● Work request
Beginning with the line that holds "and the binary." in the data below, give again every line through the one that holds "without a signer.", exactly as written.

# # # # # # #

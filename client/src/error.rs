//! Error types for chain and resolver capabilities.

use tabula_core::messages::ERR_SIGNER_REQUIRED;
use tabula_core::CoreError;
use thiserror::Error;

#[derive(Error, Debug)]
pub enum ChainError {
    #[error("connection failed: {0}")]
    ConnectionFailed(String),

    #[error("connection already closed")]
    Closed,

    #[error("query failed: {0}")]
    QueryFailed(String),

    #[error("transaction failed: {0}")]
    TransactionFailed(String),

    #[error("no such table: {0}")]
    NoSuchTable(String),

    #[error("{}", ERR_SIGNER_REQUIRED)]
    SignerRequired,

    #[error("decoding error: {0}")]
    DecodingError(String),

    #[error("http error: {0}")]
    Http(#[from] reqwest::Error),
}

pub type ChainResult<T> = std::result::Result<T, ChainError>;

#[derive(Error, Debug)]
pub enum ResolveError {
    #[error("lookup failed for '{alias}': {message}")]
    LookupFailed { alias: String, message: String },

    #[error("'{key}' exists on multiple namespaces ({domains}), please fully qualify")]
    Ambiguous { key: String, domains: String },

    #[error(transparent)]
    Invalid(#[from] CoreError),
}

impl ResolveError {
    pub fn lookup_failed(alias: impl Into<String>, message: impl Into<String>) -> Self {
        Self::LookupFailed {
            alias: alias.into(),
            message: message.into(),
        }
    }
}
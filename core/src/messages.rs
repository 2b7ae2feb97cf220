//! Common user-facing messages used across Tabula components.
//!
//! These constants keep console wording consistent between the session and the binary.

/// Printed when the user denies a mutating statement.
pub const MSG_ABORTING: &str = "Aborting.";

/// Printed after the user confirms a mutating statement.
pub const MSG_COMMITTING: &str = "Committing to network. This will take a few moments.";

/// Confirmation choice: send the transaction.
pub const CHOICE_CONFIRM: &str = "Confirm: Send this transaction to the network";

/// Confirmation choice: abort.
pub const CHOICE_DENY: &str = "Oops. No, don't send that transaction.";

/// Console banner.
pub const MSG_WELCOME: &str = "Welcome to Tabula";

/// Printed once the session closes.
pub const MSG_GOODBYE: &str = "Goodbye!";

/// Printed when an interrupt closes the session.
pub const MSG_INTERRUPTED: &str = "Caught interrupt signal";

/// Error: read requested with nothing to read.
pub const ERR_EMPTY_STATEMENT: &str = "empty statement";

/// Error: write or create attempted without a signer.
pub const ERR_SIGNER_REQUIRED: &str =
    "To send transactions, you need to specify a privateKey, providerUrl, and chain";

# # # # # # #

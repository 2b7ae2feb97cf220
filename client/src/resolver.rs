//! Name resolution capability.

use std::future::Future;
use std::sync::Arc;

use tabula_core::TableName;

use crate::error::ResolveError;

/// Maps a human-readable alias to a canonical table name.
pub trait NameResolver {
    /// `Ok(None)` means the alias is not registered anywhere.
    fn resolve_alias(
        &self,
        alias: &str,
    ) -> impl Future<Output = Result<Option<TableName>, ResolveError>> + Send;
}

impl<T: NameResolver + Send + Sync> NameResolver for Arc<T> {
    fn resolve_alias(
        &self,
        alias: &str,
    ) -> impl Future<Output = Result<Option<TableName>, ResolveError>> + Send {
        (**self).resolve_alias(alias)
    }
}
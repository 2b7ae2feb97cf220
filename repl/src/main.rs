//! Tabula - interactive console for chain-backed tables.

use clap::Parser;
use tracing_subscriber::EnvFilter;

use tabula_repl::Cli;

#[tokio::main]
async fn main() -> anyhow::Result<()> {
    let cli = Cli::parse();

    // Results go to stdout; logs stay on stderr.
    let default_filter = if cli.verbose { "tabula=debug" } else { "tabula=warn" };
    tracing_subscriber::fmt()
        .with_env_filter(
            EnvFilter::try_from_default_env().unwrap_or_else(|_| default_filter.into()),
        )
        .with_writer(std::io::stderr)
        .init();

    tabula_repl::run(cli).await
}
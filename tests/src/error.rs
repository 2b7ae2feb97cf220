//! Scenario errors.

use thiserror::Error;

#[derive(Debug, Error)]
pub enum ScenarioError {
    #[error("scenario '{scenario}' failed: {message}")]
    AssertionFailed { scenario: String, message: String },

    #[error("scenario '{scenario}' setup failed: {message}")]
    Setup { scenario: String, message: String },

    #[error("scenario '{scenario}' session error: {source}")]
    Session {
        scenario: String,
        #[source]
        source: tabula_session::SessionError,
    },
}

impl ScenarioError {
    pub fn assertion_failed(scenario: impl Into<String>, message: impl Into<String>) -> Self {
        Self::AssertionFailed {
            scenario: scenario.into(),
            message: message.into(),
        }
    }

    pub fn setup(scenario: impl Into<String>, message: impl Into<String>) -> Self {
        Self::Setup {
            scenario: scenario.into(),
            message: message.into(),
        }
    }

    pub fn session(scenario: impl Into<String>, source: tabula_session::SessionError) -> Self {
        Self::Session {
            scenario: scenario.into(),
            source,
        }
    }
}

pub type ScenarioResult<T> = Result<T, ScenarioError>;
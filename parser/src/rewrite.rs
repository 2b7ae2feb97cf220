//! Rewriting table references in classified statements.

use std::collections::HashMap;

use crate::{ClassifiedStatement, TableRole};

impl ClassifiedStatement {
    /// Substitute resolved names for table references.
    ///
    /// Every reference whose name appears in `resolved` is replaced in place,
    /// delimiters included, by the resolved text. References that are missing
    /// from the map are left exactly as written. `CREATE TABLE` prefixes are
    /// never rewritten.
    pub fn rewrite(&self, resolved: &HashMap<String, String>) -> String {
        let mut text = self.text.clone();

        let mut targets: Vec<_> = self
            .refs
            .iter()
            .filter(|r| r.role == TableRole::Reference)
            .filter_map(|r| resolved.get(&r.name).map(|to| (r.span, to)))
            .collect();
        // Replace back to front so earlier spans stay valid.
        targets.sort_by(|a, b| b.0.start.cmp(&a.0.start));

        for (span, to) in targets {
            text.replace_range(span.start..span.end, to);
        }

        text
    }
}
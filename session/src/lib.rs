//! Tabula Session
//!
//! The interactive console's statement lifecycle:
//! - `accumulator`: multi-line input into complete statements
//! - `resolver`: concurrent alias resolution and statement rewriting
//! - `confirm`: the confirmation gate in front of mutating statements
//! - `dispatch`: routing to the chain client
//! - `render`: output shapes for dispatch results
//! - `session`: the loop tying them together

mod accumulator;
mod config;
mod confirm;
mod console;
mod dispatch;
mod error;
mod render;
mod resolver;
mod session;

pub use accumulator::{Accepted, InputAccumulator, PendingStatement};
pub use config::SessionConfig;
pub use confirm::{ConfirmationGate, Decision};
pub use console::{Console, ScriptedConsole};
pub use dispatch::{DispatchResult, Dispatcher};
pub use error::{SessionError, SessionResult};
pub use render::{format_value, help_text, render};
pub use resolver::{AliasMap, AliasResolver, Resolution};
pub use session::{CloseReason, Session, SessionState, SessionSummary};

# # # # # # #

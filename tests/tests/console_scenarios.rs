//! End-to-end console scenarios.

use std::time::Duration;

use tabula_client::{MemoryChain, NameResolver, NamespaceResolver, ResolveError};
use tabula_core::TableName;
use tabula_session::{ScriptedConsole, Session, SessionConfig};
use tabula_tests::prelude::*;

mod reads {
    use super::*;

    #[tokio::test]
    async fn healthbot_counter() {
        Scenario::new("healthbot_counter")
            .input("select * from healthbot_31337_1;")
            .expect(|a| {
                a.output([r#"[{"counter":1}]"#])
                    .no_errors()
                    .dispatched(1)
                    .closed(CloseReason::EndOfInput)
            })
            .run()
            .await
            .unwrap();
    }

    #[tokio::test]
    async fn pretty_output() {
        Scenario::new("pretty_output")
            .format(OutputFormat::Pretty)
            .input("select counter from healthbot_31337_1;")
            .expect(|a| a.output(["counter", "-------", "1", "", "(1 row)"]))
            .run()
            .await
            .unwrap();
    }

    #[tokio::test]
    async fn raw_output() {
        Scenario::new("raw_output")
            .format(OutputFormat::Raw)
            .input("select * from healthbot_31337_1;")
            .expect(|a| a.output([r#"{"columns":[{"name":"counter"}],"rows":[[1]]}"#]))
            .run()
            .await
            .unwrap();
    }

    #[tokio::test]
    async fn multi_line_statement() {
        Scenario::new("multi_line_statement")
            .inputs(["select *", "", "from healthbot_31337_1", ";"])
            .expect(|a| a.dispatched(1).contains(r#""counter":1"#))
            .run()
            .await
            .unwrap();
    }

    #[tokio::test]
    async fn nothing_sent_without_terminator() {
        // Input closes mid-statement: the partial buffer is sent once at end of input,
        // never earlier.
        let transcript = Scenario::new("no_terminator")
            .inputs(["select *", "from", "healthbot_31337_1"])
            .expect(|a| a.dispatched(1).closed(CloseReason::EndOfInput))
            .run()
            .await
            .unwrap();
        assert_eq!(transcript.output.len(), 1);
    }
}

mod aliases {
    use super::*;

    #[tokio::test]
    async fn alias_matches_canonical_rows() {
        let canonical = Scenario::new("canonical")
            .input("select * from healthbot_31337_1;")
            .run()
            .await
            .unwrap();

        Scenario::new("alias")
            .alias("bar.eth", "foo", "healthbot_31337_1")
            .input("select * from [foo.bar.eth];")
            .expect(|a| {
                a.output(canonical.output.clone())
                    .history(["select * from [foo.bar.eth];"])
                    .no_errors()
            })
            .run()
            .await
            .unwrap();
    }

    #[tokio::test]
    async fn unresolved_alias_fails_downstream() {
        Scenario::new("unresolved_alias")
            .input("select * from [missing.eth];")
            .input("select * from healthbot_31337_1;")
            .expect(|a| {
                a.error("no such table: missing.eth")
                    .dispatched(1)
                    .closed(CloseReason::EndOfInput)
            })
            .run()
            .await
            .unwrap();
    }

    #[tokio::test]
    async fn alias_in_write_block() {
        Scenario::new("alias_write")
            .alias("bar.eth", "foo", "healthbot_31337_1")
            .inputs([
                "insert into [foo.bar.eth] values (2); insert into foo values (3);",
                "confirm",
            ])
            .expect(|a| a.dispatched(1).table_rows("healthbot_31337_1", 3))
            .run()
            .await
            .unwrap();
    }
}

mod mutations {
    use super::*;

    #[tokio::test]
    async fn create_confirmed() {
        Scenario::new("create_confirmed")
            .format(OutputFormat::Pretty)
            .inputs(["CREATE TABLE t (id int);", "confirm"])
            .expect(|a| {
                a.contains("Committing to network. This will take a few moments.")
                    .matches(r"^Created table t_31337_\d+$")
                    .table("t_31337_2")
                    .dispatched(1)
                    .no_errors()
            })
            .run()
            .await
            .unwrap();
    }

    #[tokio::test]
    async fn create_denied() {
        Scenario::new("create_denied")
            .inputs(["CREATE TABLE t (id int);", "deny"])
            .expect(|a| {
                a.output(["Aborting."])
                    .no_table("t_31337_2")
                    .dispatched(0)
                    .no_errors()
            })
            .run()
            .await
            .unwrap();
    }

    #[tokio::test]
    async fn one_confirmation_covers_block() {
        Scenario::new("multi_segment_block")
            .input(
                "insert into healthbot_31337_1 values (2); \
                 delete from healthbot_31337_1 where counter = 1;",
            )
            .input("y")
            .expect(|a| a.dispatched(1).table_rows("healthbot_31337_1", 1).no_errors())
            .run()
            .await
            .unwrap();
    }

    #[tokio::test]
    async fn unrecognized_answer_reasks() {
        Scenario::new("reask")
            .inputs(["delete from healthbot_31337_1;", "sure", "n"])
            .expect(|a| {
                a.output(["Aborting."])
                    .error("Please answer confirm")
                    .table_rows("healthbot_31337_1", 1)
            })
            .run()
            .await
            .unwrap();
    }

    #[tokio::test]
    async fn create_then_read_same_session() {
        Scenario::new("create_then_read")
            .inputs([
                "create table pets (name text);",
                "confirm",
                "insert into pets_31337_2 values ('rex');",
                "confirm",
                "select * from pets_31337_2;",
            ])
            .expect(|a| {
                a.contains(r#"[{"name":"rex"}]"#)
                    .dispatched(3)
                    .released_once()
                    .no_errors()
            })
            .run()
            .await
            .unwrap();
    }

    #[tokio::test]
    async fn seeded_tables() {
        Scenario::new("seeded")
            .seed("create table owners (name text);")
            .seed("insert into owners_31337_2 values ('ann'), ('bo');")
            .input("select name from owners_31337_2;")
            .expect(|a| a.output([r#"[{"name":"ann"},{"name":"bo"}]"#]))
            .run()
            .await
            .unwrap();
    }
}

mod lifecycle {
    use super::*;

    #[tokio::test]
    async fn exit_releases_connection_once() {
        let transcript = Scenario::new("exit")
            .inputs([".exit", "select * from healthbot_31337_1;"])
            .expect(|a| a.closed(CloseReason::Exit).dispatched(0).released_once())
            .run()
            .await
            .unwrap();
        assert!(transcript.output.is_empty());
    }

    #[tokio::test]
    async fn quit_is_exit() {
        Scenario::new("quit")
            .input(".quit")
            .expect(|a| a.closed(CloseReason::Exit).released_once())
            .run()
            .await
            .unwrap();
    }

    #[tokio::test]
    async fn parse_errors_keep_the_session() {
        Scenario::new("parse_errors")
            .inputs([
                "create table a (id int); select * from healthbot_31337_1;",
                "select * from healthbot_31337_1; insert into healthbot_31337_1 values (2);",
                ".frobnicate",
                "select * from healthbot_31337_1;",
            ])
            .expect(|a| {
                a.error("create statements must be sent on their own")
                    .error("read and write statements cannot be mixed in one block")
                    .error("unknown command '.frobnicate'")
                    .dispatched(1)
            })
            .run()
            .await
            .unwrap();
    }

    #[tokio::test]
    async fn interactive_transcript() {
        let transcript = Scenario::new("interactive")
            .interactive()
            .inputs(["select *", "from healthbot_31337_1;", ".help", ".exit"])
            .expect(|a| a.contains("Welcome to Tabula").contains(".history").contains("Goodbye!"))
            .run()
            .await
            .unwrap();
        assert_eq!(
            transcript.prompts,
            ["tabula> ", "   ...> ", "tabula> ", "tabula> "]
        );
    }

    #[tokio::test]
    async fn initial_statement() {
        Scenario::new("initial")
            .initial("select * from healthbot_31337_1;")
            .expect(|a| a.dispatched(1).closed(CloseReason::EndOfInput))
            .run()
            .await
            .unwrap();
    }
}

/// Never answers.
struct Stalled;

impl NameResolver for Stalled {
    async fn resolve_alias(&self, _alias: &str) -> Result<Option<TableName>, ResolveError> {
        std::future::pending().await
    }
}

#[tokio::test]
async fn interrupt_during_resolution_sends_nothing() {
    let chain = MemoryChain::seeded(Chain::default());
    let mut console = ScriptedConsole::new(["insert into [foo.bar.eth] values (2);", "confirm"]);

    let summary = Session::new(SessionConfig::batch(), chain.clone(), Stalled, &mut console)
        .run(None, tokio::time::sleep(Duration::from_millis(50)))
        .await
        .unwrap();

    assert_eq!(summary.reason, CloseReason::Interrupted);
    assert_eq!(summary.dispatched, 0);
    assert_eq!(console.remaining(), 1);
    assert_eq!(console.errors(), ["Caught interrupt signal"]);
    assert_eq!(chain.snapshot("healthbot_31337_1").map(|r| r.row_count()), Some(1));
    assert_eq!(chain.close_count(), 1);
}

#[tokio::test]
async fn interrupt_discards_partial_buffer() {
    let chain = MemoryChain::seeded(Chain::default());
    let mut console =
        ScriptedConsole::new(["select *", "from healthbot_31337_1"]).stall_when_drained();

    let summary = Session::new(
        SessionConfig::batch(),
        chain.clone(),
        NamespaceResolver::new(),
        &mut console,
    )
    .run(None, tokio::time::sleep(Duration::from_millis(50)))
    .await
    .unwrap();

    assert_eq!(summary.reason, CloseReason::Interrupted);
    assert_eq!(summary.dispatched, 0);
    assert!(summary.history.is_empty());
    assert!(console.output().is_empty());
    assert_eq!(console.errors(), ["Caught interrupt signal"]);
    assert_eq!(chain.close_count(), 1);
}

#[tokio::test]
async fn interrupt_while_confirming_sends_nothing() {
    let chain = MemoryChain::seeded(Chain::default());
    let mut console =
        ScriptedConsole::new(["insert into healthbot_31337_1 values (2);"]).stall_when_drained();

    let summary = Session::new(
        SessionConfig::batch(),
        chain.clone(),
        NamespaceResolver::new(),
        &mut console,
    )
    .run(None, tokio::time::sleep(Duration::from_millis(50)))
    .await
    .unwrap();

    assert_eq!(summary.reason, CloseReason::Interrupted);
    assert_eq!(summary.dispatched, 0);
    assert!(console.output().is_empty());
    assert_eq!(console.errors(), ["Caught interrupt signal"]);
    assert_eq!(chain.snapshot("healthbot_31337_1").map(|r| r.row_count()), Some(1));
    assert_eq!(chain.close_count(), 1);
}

# # # # # # #

● Expected answer
//! These constants keep console wording consistent between the session and the binary.

/// Printed when the user denies a mutating statement.
pub const MSG_ABORTING: &str = "Aborting.";

/// Printed after the user confirms a mutating statement.
pub const MSG_COMMITTING: &str = "Committing to network. This will take a few moments.";

/// Confirmation choice: send the transaction.
pub const CHOICE_CONFIRM: &str = "Confirm: Send this transaction to the network";

/// Confirmation choice: abort.
pub const CHOICE_DENY: &str = "Oops. No, don't send that transaction.";

/// Console banner.
pub const MSG_WELCOME: &str = "Welcome to Tabula";

/// Printed once the session closes.
pub const MSG_GOODBYE: &str = "Goodbye!";

/// Printed when an interrupt closes the session.
pub const MSG_INTERRUPTED: &str = "Caught interrupt signal";

/// Error: read requested with nothing to read.
pub const ERR_EMPTY_STATEMENT: &str = "empty statement";

/// Error: write or create attempted without a signer.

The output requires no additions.